"Cherry pick the highest" is misleading. If your revenue is growing 10% a month for a year straight and is not seasonal, picking any other than the most recent month to annualize would make no sense.
If a company's revenue in January is $100 and it grows by 10% every month, the December revenue is $285. The year's revenue would be about $2,138, but ARR in December would be $3,423. That's 1.6x the actual revenue.
ARR could be a useful tool to help predict future revenue, but why not simply report on actual revenue and suggest it might increase in the next year? I have found the most articles to be unclear to the reader about what ARR actually represents.
Why is the calendar year the relevant unit?
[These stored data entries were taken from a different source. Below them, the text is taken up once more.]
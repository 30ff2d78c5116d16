//! # Echoflare Protocol Constants
//!
//! Wire-format constants for the AX.25/G3RUH link, the TL telemetry packet,
//! and the telecommand authentication scheme.

/// AX.25/HDLC flag byte.
pub const AX25_FLAG: u8 = 0x7E;

/// AX.25 control byte this toolkit writes: UI (unnumbered information).
pub const AX25_CONTROL_UI: u8 = 0x03;

/// AX.25 PID byte this toolkit writes: no layer 3 protocol.
pub const AX25_PID_NO_LAYER3: u8 = 0xF0;

/// Minimum byte length of a 2-address AX.25 header (dst + src + control + pid).
pub const AX25_MIN_FRAME_LEN: usize = 7 + 7 + 1 + 1;

/// TL telemetry packet type prefix (ASCII "TL").
pub const TELEMETRY_PACKET_TYPE: u16 = 0x544C;

/// Set-MotD telecommand type.
pub const CMD_SET_MOTD: u16 = 0x5500;

/// SSTV-trigger telecommand type.
pub const CMD_SSTV_TRIGGER: u16 = 0x5533;

/// 256-bit HMAC-SHA-256 key shared with the spacecraft.
///
/// Treated as a compile-time secret: bound once here, never mutated, never
/// read from runtime configuration.
pub const TELECOMMAND_HMAC_KEY: [u8; 32] = [
    0x13, 0xd9, 0x42, 0xdd, 0xd4, 0xdd, 0x43, 0xed, 0x53, 0x94, 0x03, 0x92, 0x58, 0xc7, 0xb4, 0xc2,
    0xa7, 0x30, 0xb8, 0xba, 0x1f, 0x4c, 0xc7, 0xb5, 0xdd, 0x24, 0xc3, 0xaf, 0x62, 0x34, 0x28, 0xe4,
];

/// HMAC tag length in bytes (SHA-256 digest size).
pub const HMAC_TAG_LEN: usize = 32;

/// Default baud rate for the G3RUH modem.
pub const DEFAULT_BAUD: u32 = 9600;

/// Default sample rate for modem WAV I/O.
pub const DEFAULT_SAMPLE_RATE: u32 = 48_000;

/// Default modem TX amplitude (of i16 full scale).
pub const DEFAULT_AMPLITUDE: i16 = 20_000;

/// Default number of flag bytes sent before the frame.
pub const DEFAULT_PRE_FLAGS: usize = 32;

/// Default number of flag bytes sent after the frame.
pub const DEFAULT_POST_FLAGS: usize = 8;

/// Default G3RUH scrambler shift-in convention used for TX.
pub const DEFAULT_SCRAMBLE_VARIANT: u8 = 0;

/// Default NRZI initial line level used for TX.
pub const DEFAULT_INITIAL_LEVEL: u8 = 1;

/// Robot36 SSTV line timings, in seconds.
#[derive(Debug, Clone, Copy, PartialEq)]
pub struct Robot36Timings {
    pub sync_s: f64,
    pub porch_s: f64,
    pub y_s: f64,
    pub sep_s: f64,
    pub c_s: f64,
}

impl Default for Robot36Timings {
    fn default() -> Self {
        Self {
            sync_s: 0.009,
            porch_s: 0.003,
            y_s: 0.088,
            sep_s: 0.0045,
            c_s: 0.044,
        }
    }
}

impl Robot36Timings {
    /// Total line time: sync + porch + luma + separator + chroma.
    pub fn line_s(&self) -> f64 {
        self.sync_s + self.porch_s + self.y_s + self.sep_s + self.c_s
    }
}

/// Robot36 output raster width.
pub const ROBOT36_WIDTH: usize = 320;

/// Robot36 output raster height.
pub const ROBOT36_HEIGHT: usize = 240;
If you insist on years, then if you consider the year from June to June, $2,138 would be misleading small.
The point of ARR is to give an up to date measure on a rapidly changing number. If you only report projected calendar year revenue, then on January 1 you switch from reporting 2025 annual revenue to 2026 projected revenue, a huge and confusing jump. Why not just report ARR every month? It's basically just a way of reporting monthly revenue — take the number you get and divide it by 12.
I am really skeptical that people are being bamboozled by this in some significant way. Zitron does far more confusing things with numbers in the name of critique.
You're correct, ARRs can be both misleading and for any 12-month period (I just chose a year to simplify), but the problem is AI companies tend to only release their latest ARR, and only selectively, which I believe is misleading in the opposite direction.
The "annual" just means that the unit of time is a year. It doesn't mean that it is recurring annually. You can call it Annualized Monthly Recurring Revenue if it makes you feel better.
Well people like Sam Altman have not been entirely honest and there's a reason they're not sharing their actual revenue numbers. If they could show they were growing 10% every month they would.